Definition: Jaccard similarity measures the proportion of shared words between two texts, ignoring word order. It is calculated as:

J(A, B) = |A ∩ B| / |A ∪ B|

where:

  • A and B are the sets of unique words in each text.

  • |A ∩ B| is the number of words common to both texts.

  • |A ∪ B| is the total number of unique words across both texts.

Interpretation:

  • Values range from 0 (no words in common) to 1 (identical texts).

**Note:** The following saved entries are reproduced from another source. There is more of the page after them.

//! Linear vessels and their remaining-segment bookkeeping.

use crate::coord::Coord;
use core::fmt;

/// Orientation of a vessel on the grid.
#[derive(Debug, Clone, Copy, PartialEq, Eq)]
pub enum Orientation {
    Horizontal,
    Vertical,
}

/// A vessel occupying `length` contiguous cells starting at its bow.
///
/// The footprint is derived from bow, length and orientation rather than
/// stored. Only the remaining-segment counter mutates over a match; it
/// never increases and reaches zero exactly when the vessel is destroyed.
#[derive(Clone, Copy, PartialEq, Eq)]
pub struct Vessel {
    bow: Coord,
    length: u8,
    orientation: Orientation,
    segments_left: u8,
}

impl Vessel {
    /// Create a vessel with all segments intact. `length` must be at least 1;
    /// grid placement validates that the footprint actually fits.
    pub fn new(bow: Coord, length: u8, orientation: Orientation) -> Self {
        Vessel {
            bow,
            length,
            orientation,
            segments_left: length,
        }
    }

    pub fn bow(&self) -> Coord {
        self.bow
    }

    pub fn length(&self) -> u8 {
        self.length
    }

    pub fn orientation(&self) -> Orientation {
        self.orientation
    }

    /// Segments not yet hit.
    pub fn segments_left(&self) -> u8 {
        self.segments_left
    }

    /// The cells this vessel occupies, bow first.
    pub fn footprint(&self) -> impl Iterator<Item = Coord> + '_ {
        let (dr, dc) = match self.orientation {
            Orientation::Horizontal => (0, 1),
            Orientation::Vertical => (1, 0),
        };
        (0..self.length as i16)
            .map(move |i| Coord::new(self.bow.row + dr * i, self.bow.col + dc * i))
    }

    /// Whether `target` lies on this vessel's footprint.
    pub fn covers(&self, target: Coord) -> bool {
        self.footprint().any(|c| c == target)
    }

    /// Record a hit on one segment. Returns `true` when this hit destroys
    /// the vessel.
    pub fn register_hit(&mut self) -> bool {
        self.segments_left = self.segments_left.saturating_sub(1);
        self.segments_left == 0
    }

    /// True once every segment has been hit.
    pub fn is_destroyed(&self) -> bool {
        self.segments_left == 0
    }
}

impl fmt::Debug for Vessel {
    fn fmt(&self, f: &mut fmt::Formatter<'_>) -> fmt::Result {
        write!(
            f,
            "Vessel {{ bow: ({}, {}), length: {}, orientation: {:?}, segments_left: {} }}",
            self.bow.row, self.bow.col, self.length, self.orientation, self.segments_left,
        )
    }
}
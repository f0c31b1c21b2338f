//! Commonly used types and utilities for ease of import.

pub use crate::{
    generate_grid, Actor, Coord, Game, Grid, GridError, MatchConfig, MatchState, MoveRecord,
    Orientation, RandomActor, ShotOutcome, Side, Vessel,
};

#[cfg(feature = "std")]
pub use crate::{greet, init_logging, parse_target, print_boards, ConsoleActor};
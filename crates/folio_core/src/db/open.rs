//! Connection bootstrap for the embedded store.
//!
//! # Invariants
//! - Returned connections have `foreign_keys=ON` and a busy timeout.
//! - Returned connections have every migration applied.

use super::migrations::apply_migrations;
use super::{DbLocation, DbResult};
use log::{error, info};
use rusqlite::Connection;
use std::time::{Duration, Instant};

const BUSY_TIMEOUT: Duration = Duration::from_secs(5);

/// Opens the store database at `location` and migrates it.
///
/// # Side effects
/// - Emits `db_open` events with mode, duration and status.
pub fn open_db(location: &DbLocation) -> DbResult<Connection> {
    let started_at = Instant::now();
    let mode = location.mode();
    info!("event=db_open module=db status=start mode={mode}");

    let opened = match location {
        DbLocation::File(path) => Connection::open(path),
        DbLocation::Memory => Connection::open_in_memory(),
    };
    let mut conn = match opened {
        Ok(conn) => conn,
        Err(err) => {
            error!(
                "event=db_open module=db status=error mode={mode} duration_ms={} error_code=db_open_failed error={err}",
                started_at.elapsed().as_millis()
            );
            return Err(err.into());
        }
    };

    if let Err(err) = bootstrap_connection(&mut conn) {
        error!(
            "event=db_open module=db status=error mode={mode} duration_ms={} error_code=db_bootstrap_failed error={err}",
            started_at.elapsed().as_millis()
        );
        return Err(err);
    }

    info!(
        "event=db_open module=db status=ok mode={mode} duration_ms={}",
        started_at.elapsed().as_millis()
    );
    Ok(conn)
}

fn bootstrap_connection(conn: &mut Connection) -> DbResult<()> {
    conn.execute_batch("PRAGMA foreign_keys = ON;")?;
    conn.busy_timeout(BUSY_TIMEOUT)?;
    apply_migrations(conn)?;
    Ok(())
}
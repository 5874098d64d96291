//! Per-chunk results of a batch insert.
//!
//! # Invariants
//! - A chunk is atomic for store errors: a chunk that failed with a store
//!   error wrote nothing. A timed-out chunk may or may not have committed.
//! - The batch as a whole is reported failed if any chunk failed; committed
//!   chunks are not rolled back.

use crate::model::item::{Item, ItemId};
use crate::repo::item_repo::{RepoError, RepoResult};
use std::collections::HashSet;
use std::fmt::{Display, Formatter};

/// Result of one batch-write call.
#[derive(Debug)]
pub struct ChunkOutcome {
    /// Position of the chunk in dispatch order.
    pub index: usize,
    pub item_ids: Vec<ItemId>,
    /// `None` when the chunk was acknowledged.
    pub error: Option<RepoError>,
}

impl ChunkOutcome {
    pub fn is_committed(&self) -> bool {
        self.error.is_none()
    }

    /// Whether the chunk may have been written despite reporting failure.
    pub fn is_ambiguous(&self) -> bool {
        matches!(self.error, Some(RepoError::Timeout { .. }))
    }
}

/// Failed chunk carried inside [`RepoError::BatchIncomplete`].
#[derive(Debug)]
pub struct ChunkFailure {
    pub index: usize,
    pub item_ids: Vec<ItemId>,
    pub error: Box<RepoError>,
}

/// Summary of a batch insert that did not fully commit.
#[derive(Debug)]
pub struct BatchFailure {
    pub collection: String,
    pub total_chunks: usize,
    /// Ids written by acknowledged chunks.
    pub committed: Vec<ItemId>,
    pub failed: Vec<ChunkFailure>,
}

impl BatchFailure {
    /// Ids of every item in a failed chunk.
    pub fn failed_ids(&self) -> Vec<ItemId> {
        self.failed
            .iter()
            .flat_map(|chunk| chunk.item_ids.iter().copied())
            .collect()
    }
}

impl Display for BatchFailure {
    fn fmt(&self, f: &mut Formatter<'_>) -> std::fmt::Result {
        write!(
            f,
            "batch insert into `{}` incomplete: {} of {} chunks failed ({} items committed)",
            self.collection,
            self.failed.len(),
            self.total_chunks,
            self.committed.len()
        )?;
        if let Some(first) = self.failed.first() {
            write!(f, "; chunk {}: {}", first.index, first.error)?;
        }
        Ok(())
    }
}

/// Stamped items of a batch plus the outcome of every chunk.
#[derive(Debug)]
pub struct BatchInsertOutcome<T> {
    collection: String,
    items: Vec<Item<T>>,
    chunks: Vec<ChunkOutcome>,
}

impl<T> BatchInsertOutcome<T> {
    pub(crate) fn new(collection: String, items: Vec<Item<T>>, chunks: Vec<ChunkOutcome>) -> Self {
        Self {
            collection,
            items,
            chunks,
        }
    }

    pub fn is_complete(&self) -> bool {
        self.chunks.iter().all(ChunkOutcome::is_committed)
    }

    /// Every stamped item, in input order, committed or not.
    pub fn items(&self) -> &[Item<T>] {
        &self.items
    }

    pub fn chunks(&self) -> &[ChunkOutcome] {
        &self.chunks
    }

    /// Payloads of the failed items, ready to be submitted again.
    pub fn into_failed_payloads(self) -> Vec<T> {
        let failed: HashSet<ItemId> = self
            .chunks
            .iter()
            .filter(|chunk| !chunk.is_committed())
            .flat_map(|chunk| chunk.item_ids.iter().copied())
            .collect();
        self.items
            .into_iter()
            .filter(|item| failed.contains(&item.id))
            .map(|item| item.fields)
            .collect()
    }

    /// Collapses the outcome: all items on success, `BatchIncomplete` otherwise.
    pub fn into_result(self) -> RepoResult<Vec<Item<T>>> {
        if self.is_complete() {
            return Ok(self.items);
        }

        let total_chunks = self.chunks.len();
        let mut committed = Vec::new();
        let mut failed = Vec::new();
        for chunk in self.chunks {
            match chunk.error {
                None => committed.extend(chunk.item_ids),
                Some(error) => failed.push(ChunkFailure {
                    index: chunk.index,
                    item_ids: chunk.item_ids,
                    error: Box::new(error),
                }),
            }
        }

        Err(RepoError::BatchIncomplete(BatchFailure {
            collection: self.collection,
            total_chunks,
            committed,
            failed,
        }))
    }
}
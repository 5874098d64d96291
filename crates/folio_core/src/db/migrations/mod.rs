//! Schema migration registry for the embedded item store.
//!
//! # Responsibility
//! - Keep store schema changes in strictly increasing version order.
//! - Apply all pending versions in one transaction.
//!
//! # Invariants
//! - `version` values are monotonic and never renumbered.
//! - The applied version is mirrored to `PRAGMA user_version`.

use crate::db::{DbError, DbResult};
use rusqlite::Connection;

#[derive(Debug, Clone, Copy)]
struct Migration {
    version: u32,
    sql: &'static str,
}

const MIGRATIONS: &[Migration] = &[
    Migration {
        version: 1,
        sql: include_str!("0001_init.sql"),
    },
    Migration {
        version: 2,
        sql: include_str!("0002_item_created_at.sql"),
    },
];

/// Returns the newest schema version this build can open.
pub fn latest_version() -> u32 {
    MIGRATIONS.last().map_or(0, |migration| migration.version)
}

/// Brings the store schema up to [`latest_version`].
///
/// # Errors
/// - `DbError::UnsupportedSchemaVersion` when the file was written by a newer
///   build.
/// - `DbError::Sqlite` when any migration statement fails; nothing is applied
///   in that case.
pub fn apply_migrations(conn: &mut Connection) -> DbResult<()> {
    let current = schema_version(conn)?;
    let latest = latest_version();

    if current > latest {
        return Err(DbError::UnsupportedSchemaVersion {
            db_version: current,
            latest_supported: latest,
        });
    }
    if current == latest {
        return Ok(());
    }

    let tx = conn.transaction()?;
    for migration in MIGRATIONS.iter().filter(|m| m.version > current) {
        tx.execute_batch(migration.sql)?;
        tx.execute_batch(&format!("PRAGMA user_version = {};", migration.version))?;
    }
    tx.commit()?;

    Ok(())
}

/// Reads the schema version recorded in the database header.
pub fn schema_version(conn: &Connection) -> DbResult<u32> {
    let version = conn.query_row("PRAGMA user_version;", [], |row| row.get::<_, u32>(0))?;
    Ok(version)
}
//! Generic data access over the key-value store.
//!
//! # Responsibility
//! - Provide the six item primitives (fetch, scan, insert, update, remove,
//!   batch insert) for any payload type.
//! - Provide secondary-index lookups by alternate key.
//!
//! # Invariants
//! - "Not found" is a value (`None`), not an error.
//! - Store failures carry collection and operation context.

pub mod batch;
pub mod index_query;
pub mod item_repo;
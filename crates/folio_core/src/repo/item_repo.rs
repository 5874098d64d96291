//! Generic CRUD engine over the key-value store.
//!
//! # Responsibility
//! - Bind one collection and one payload type to the store contract.
//! - Stamp the envelope on every write.
//! - Synthesize placeholder-bound update expressions from field maps.
//! - Chunk batch inserts to the store's per-call ceiling and fan them out.
//!
//! # Invariants
//! - Absent items are `Ok(None)` (fetch/update) or `Ok(true)` (remove), never
//!   errors.
//! - Updates never send `id` or `created_at` and always bump `updated_at`.
//! - Every store call runs under the configured per-call timeout.
//! - The engine never retries; retry policy belongs to callers.

use crate::logging::log_value;
use crate::model::codec::{
    from_document, now_ms, payload_fields, prepare_update, stamp, to_document, CodecError,
};
use crate::model::item::{Document, FieldMap, Item, ItemId, UPDATED_AT_FIELD};
use crate::repo::batch::{BatchFailure, BatchInsertOutcome, ChunkOutcome};
use crate::store::{
    KvStore, StoreError, StoreHandle, StoreResult, UpdateExpression, MAX_BATCH_WRITE_ITEMS,
};
use futures::future::join_all;
use log::{debug, error, info, warn};
use serde::de::DeserializeOwned;
use serde::Serialize;
use serde_json::Value;
use std::error::Error;
use std::fmt::{Display, Formatter};
use std::future::Future;
use std::marker::PhantomData;
use std::sync::Arc;
use std::time::{Duration, Instant};

pub type RepoResult<T> = Result<T, RepoError>;

/// Engine-level failure for item operations.
#[derive(Debug)]
pub enum RepoError {
    /// Underlying store call failed.
    Store {
        collection: String,
        operation: &'static str,
        source: StoreError,
    },
    /// The secondary index a lookup relies on does not exist.
    IndexNotProvisioned { collection: String, index: String },
    /// Store call did not finish within the per-call timeout.
    Timeout {
        collection: String,
        operation: &'static str,
        timeout_ms: u128,
    },
    /// A freshly generated id was already taken; nothing was overwritten.
    DuplicateId(ItemId),
    Codec(CodecError),
    /// At least one chunk of a batch insert failed.
    BatchIncomplete(BatchFailure),
}

impl Display for RepoError {
    fn fmt(&self, f: &mut Formatter<'_>) -> std::fmt::Result {
        match self {
            Self::Store {
                collection,
                operation,
                source,
            } => write!(f, "{operation} on `{collection}` failed: {source}"),
            Self::IndexNotProvisioned { collection, index } => {
                write!(f, "index `{index}` is not provisioned on `{collection}`")
            }
            Self::Timeout {
                collection,
                operation,
                timeout_ms,
            } => write!(
                f,
                "{operation} on `{collection}` timed out after {timeout_ms}ms"
            ),
            Self::DuplicateId(id) => write!(f, "item id already exists: {id}"),
            Self::Codec(err) => write!(f, "{err}"),
            Self::BatchIncomplete(failure) => write!(f, "{failure}"),
        }
    }
}

impl Error for RepoError {
    fn source(&self) -> Option<&(dyn Error + 'static)> {
        match self {
            Self::Store { source, .. } => Some(source),
            Self::Codec(err) => Some(err),
            _ => None,
        }
    }
}

impl From<CodecError> for RepoError {
    fn from(value: CodecError) -> Self {
        Self::Codec(value)
    }
}

/// Typed data access for one collection.
pub struct ItemRepository<T> {
    pub(super) store: Arc<dyn KvStore>,
    pub(super) collection: String,
    call_timeout: Duration,
    _payload: PhantomData<fn() -> T>,
}

impl<T> Clone for ItemRepository<T> {
    fn clone(&self) -> Self {
        Self {
            store: Arc::clone(&self.store),
            collection: self.collection.clone(),
            call_timeout: self.call_timeout,
            _payload: PhantomData,
        }
    }
}

impl<T> ItemRepository<T> {
    pub fn new(store: Arc<dyn KvStore>, collection: impl Into<String>, call_timeout: Duration) -> Self {
        Self {
            store,
            collection: collection.into(),
            call_timeout,
            _payload: PhantomData,
        }
    }

    /// Binds `collection` on the handle's store with the handle's timeout.
    pub fn from_handle(handle: &StoreHandle, collection: impl Into<String>) -> Self {
        Self::new(handle.kv(), collection, handle.call_timeout())
    }

    pub fn collection(&self) -> &str {
        &self.collection
    }

    /// Runs one store call under the per-call timeout.
    ///
    /// The outer `Err` is a timeout; the inner result is the store's answer.
    pub(super) async fn call<R>(
        &self,
        operation: &'static str,
        request: impl Future<Output = StoreResult<R>>,
    ) -> RepoResult<StoreResult<R>> {
        match tokio::time::timeout(self.call_timeout, request).await {
            Ok(result) => Ok(result),
            Err(_) => {
                let timeout_ms = self.call_timeout.as_millis();
                error!(
                    "event=item_{operation} module=repo status=error error_code=timeout collection={} timeout_ms={timeout_ms}",
                    self.collection
                );
                Err(RepoError::Timeout {
                    collection: self.collection.clone(),
                    operation,
                    timeout_ms,
                })
            }
        }
    }

    /// Logs a store failure with context and lifts it into `RepoError`.
    pub(super) fn fail(&self, operation: &'static str, err: StoreError) -> RepoError {
        error!(
            "event=item_{operation} module=repo status=error collection={} error={}",
            self.collection,
            log_value(&err)
        );
        match err {
            StoreError::IndexNotProvisioned { collection, index } => {
                RepoError::IndexNotProvisioned { collection, index }
            }
            source => RepoError::Store {
                collection: self.collection.clone(),
                operation,
                source,
            },
        }
    }
}
//! Operator CLI for the folio store.
//!
//! # Responsibility
//! - Provision collections and indexes for a configured store.
//! - Offer read-only lookups (asset resolution, submission stats) for quick
//!   checks against a live store.
//!
//! Store and log settings come from the `FOLIO_*` environment variables.

use folio_core::service::asset_service::{AssetService, RESUME_ASSET_NAME};
use folio_core::{get_handle, provision_site_schema, CollectionNames, SiteServices};
use std::error::Error;
use std::process::ExitCode;

const USAGE: &str = "usage: folio_cli <version | provision | resolve <asset-name> [default] | stats | downloads>";

#[tokio::main]
async fn main() -> ExitCode {
    if let Err(err) = folio_core::init_logging_from_env() {
        eprintln!("logging disabled: {err}");
    }

    let args: Vec<String> = std::env::args().skip(1).collect();
    match run(&args).await {
        Ok(()) => ExitCode::SUCCESS,
        Err(err) => {
            log::error!("event=cli_command module=cli status=error error={err}");
            eprintln!("error: {err}");
            ExitCode::FAILURE
        }
    }
}

async fn run(args: &[String]) -> Result<(), Box<dyn Error>> {
    let command = args.first().map(String::as_str).unwrap_or("version");
    match command {
        "version" => {
            println!("folio_core version={}", folio_core::core_version());
        }
        "provision" => {
            let handle = get_handle()?;
            let names = CollectionNames::from_env();
            let report = provision_site_schema(handle.backend(), &names).await?;
            if report.is_noop() {
                println!("schema already provisioned");
            }
            for collection in &report.created_collections {
                println!("created collection {collection}");
            }
            for (collection, index) in &report.created_indexes {
                println!("created index {index} on {collection}");
            }
        }
        "resolve" => {
            let name = args.get(1).ok_or(USAGE)?;
            let default = args.get(2).map(String::as_str);
            let location = resolve_asset(&services()?.assets, name, default).await?;
            println!("{location}");
        }
        "stats" => {
            let stats = services()?.submissions.stats().await?;
            println!("total={}", stats.total_count);
            println!("last_week={}", stats.last_week_count);
            for referrer in stats.top_referrers {
                println!("referrer {} {}", referrer.host, referrer.count);
            }
        }
        "downloads" => {
            for entry in services()?.downloads.counts_by_asset().await? {
                println!("{} {}", entry.asset_name, entry.count);
            }
        }
        _ => return Err(USAGE.into()),
    }
    Ok(())
}

/// Resolves an asset name to its location.
///
/// With a default, a miss yields the default. `resume` falls back to the
/// standard resume location. Any other miss is an error.
async fn resolve_asset(
    assets: &AssetService,
    name: &str,
    default: Option<&str>,
) -> Result<String, Box<dyn Error>> {
    match default {
        Some(default) => Ok(assets.resolve_location(name, default).await),
        None if name == RESUME_ASSET_NAME => Ok(assets.resolve_resume_location().await),
        None => match assets.find_active_by_name(name).await? {
            Some(item) => Ok(item.fields.url),
            None => Err(format!("no active asset named `{name}`").into()),
        },
    }
}

fn services() -> Result<SiteServices, Box<dyn Error>> {
    let handle = get_handle()?;
    Ok(SiteServices::new(&handle, &CollectionNames::from_env()))
}
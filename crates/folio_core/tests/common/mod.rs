#![allow(dead_code)]

use async_trait::async_trait;
use folio_core::config::CollectionNames;
use folio_core::db::DbLocation;
use folio_core::model::item::Document;
use folio_core::store::{
    provision_site_schema, IndexQuery, KvStore, SqliteKvStore, StoreError, StoreHandle,
    StoreResult, UpdateExpression,
};
use std::sync::atomic::{AtomicUsize, Ordering};
use std::sync::{Arc, Mutex};
use std::time::Duration;

pub const TEST_REGION: &str = "eu-west-1";
pub const TEST_TIMEOUT: Duration = Duration::from_secs(5);

/// In-memory store with every site collection and index declared.
pub async fn provisioned_store() -> (SqliteKvStore, CollectionNames) {
    let store = SqliteKvStore::open(&DbLocation::Memory).unwrap();
    let names = CollectionNames::default();
    provision_site_schema(&store, &names).await.unwrap();
    (store, names)
}

pub async fn provisioned_handle() -> (StoreHandle, CollectionNames) {
    let (store, names) = provisioned_store().await;
    (StoreHandle::from_store(TEST_REGION, TEST_TIMEOUT, store), names)
}

/// Delegating store that records the size of every batch-write call and can
/// fail chosen calls.
pub struct RecordingStore {
    inner: SqliteKvStore,
    batch_sizes: Mutex<Vec<usize>>,
    batch_calls: AtomicUsize,
    /// Zero-based batch-write call numbers that fail without writing.
    failing_calls: Vec<usize>,
    batch_delay: Option<Duration>,
}

impl RecordingStore {
    pub fn new(inner: SqliteKvStore) -> Self {
        Self {
            inner,
            batch_sizes: Mutex::new(Vec::new()),
            batch_calls: AtomicUsize::new(0),
            failing_calls: Vec::new(),
            batch_delay: None,
        }
    }

    pub fn failing_on(mut self, calls: &[usize]) -> Self {
        self.failing_calls = calls.to_vec();
        self
    }

    pub fn delaying_batches(mut self, delay: Duration) -> Self {
        self.batch_delay = Some(delay);
        self
    }

    pub fn batch_sizes(&self) -> Vec<usize> {
        let mut sizes = self.batch_sizes.lock().unwrap().clone();
        sizes.sort_unstable_by(|a, b| b.cmp(a));
        sizes
    }
}

#[async_trait]
impl KvStore for RecordingStore {
    async fn get_item(&self, collection: &str, key: &str) -> StoreResult<Option<Document>> {
        self.inner.get_item(collection, key).await
    }

    async fn scan(&self, collection: &str) -> StoreResult<Vec<Document>> {
        self.inner.scan(collection).await
    }

    async fn put_item(&self, collection: &str, item: Document) -> StoreResult<()> {
        self.inner.put_item(collection, item).await
    }

    async fn update_item(
        &self,
        collection: &str,
        key: &str,
        update: &UpdateExpression,
    ) -> StoreResult<Document> {
        self.inner.update_item(collection, key, update).await
    }

    async fn delete_item(&self, collection: &str, key: &str) -> StoreResult<()> {
        self.inner.delete_item(collection, key).await
    }

    async fn batch_write(&self, collection: &str, items: Vec<Document>) -> StoreResult<()> {
        let call = self.batch_calls.fetch_add(1, Ordering::SeqCst);
        self.batch_sizes.lock().unwrap().push(items.len());
        if let Some(delay) = self.batch_delay {
            tokio::time::sleep(delay).await;
        }
        if self.failing_calls.contains(&call) {
            return Err(StoreError::Internal("injected batch failure".to_string()));
        }
        self.inner.batch_write(collection, items).await
    }

    async fn query_index(&self, query: &IndexQuery) -> StoreResult<Vec<Document>> {
        self.inner.query_index(query).await
    }
}

pub fn shared(store: RecordingStore) -> (Arc<RecordingStore>, Arc<dyn KvStore>) {
    let store = Arc::new(store);
    let kv: Arc<dyn KvStore> = store.clone();
    (store, kv)
}
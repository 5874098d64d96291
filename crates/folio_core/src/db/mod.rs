//! SQLite bootstrap for the embedded item store backend.
//!
//! # Responsibility
//! - Open file or in-memory SQLite databases for `SqliteKvStore`.
//! - Apply schema migrations before any collection data is touched.
//!
//! # Invariants
//! - Schema version is tracked via `PRAGMA user_version`.
//! - A connection is handed out only after migrations succeed.

use std::error::Error;
use std::fmt::{Display, Formatter};
use std::path::PathBuf;

pub mod migrations;
mod open;

pub use open::open_db;

pub type DbResult<T> = Result<T, DbError>;

/// Where the embedded store keeps its data.
#[derive(Debug, Clone, PartialEq, Eq)]
pub enum DbLocation {
    /// Database file on disk; parent directories must already exist.
    File(PathBuf),
    /// Private in-memory database, dropped with the connection.
    Memory,
}

impl DbLocation {
    /// Parses a configured location; `:memory:` selects [`DbLocation::Memory`].
    pub fn parse(value: &str) -> Self {
        match value.trim() {
            ":memory:" => Self::Memory,
            path => Self::File(PathBuf::from(path)),
        }
    }

    fn mode(&self) -> &'static str {
        match self {
            Self::File(_) => "file",
            Self::Memory => "memory",
        }
    }
}

#[derive(Debug)]
pub enum DbError {
    Sqlite(rusqlite::Error),
    UnsupportedSchemaVersion {
        db_version: u32,
        latest_supported: u32,
    },
}

impl Display for DbError {
    fn fmt(&self, f: &mut Formatter<'_>) -> std::fmt::Result {
        match self {
            Self::Sqlite(err) => write!(f, "sqlite: {err}"),
            Self::UnsupportedSchemaVersion {
                db_version,
                latest_supported,
            } => write!(
                f,
                "store schema version {db_version} is newer than supported {latest_supported}"
            ),
        }
    }
}

impl Error for DbError {
    fn source(&self) -> Option<&(dyn Error + 'static)> {
        match self {
            Self::Sqlite(err) => Some(err),
            Self::UnsupportedSchemaVersion { .. } => None,
        }
    }
}

impl From<rusqlite::Error> for DbError {
    fn from(value: rusqlite::Error) -> Self {
        Self::Sqlite(value)
    }
}
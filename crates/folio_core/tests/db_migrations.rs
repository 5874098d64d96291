use folio_core::db::migrations::{latest_version, schema_version};
use folio_core::db::{open_db, DbError, DbLocation};
use rusqlite::Connection;

#[test]
fn open_in_memory_applies_all_migrations() {
    let conn = open_db(&DbLocation::Memory).unwrap();

    assert_eq!(schema_version(&conn).unwrap(), latest_version());
    assert_table_exists(&conn, "collections");
    assert_table_exists(&conn, "collection_indexes");
    assert_table_exists(&conn, "items");
}

#[test]
fn opening_same_store_file_twice_is_idempotent() {
    let dir = tempfile::tempdir().unwrap();
    let location = DbLocation::File(dir.path().join("folio.db"));

    let conn_first = open_db(&location).unwrap();
    assert_eq!(schema_version(&conn_first).unwrap(), latest_version());
    drop(conn_first);

    let conn_second = open_db(&location).unwrap();
    assert_eq!(schema_version(&conn_second).unwrap(), latest_version());
    assert_table_exists(&conn_second, "items");
}

#[test]
fn opening_store_with_newer_schema_version_returns_error() {
    let dir = tempfile::tempdir().unwrap();
    let path = dir.path().join("future.db");

    let conn = Connection::open(&path).unwrap();
    conn.execute_batch("PRAGMA user_version = 999;").unwrap();
    drop(conn);

    let err = open_db(&DbLocation::File(path)).unwrap_err();
    match err {
        DbError::UnsupportedSchemaVersion {
            db_version,
            latest_supported,
        } => {
            assert_eq!(db_version, 999);
            assert_eq!(latest_supported, latest_version());
        }
        other => panic!("unexpected error: {other}"),
    }
}

#[test]
fn location_parse_recognizes_memory() {
    assert_eq!(DbLocation::parse(":memory:"), DbLocation::Memory);
    assert_eq!(
        DbLocation::parse("/var/lib/folio/store.db"),
        DbLocation::File("/var/lib/folio/store.db".into())
    );
}

fn assert_table_exists(conn: &Connection, table_name: &str) {
    let exists: i64 = conn
        .query_row(
            "SELECT EXISTS(
                SELECT 1
                FROM sqlite_master
                WHERE type = 'table' AND name = ?1
            );",
            [table_name],
            |row| row.get(0),
        )
        .unwrap();
    assert_eq!(exists, 1, "table {table_name} does not exist");
}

  • Higher values indicate more word overlap, but this measure does not account for word frequency or order.

2. Cosine Similarity

Definition: Cosine similarity is a vector-based approach that measures how similar two texts are based on word frequency. The texts are represented as word frequency vectors, and similarity is computed as the cosine of the angle between these vectors:

cos(θ) = (A . B) / ||A|| ||B||

where:

  • A and B are word frequency vectors.

  • . is the dot product.

  • ||A|| and ||B|| are the vector magnitudes (lengths).

Interpretation:

  • Ranges from 0 (completely different) to 1 (identical).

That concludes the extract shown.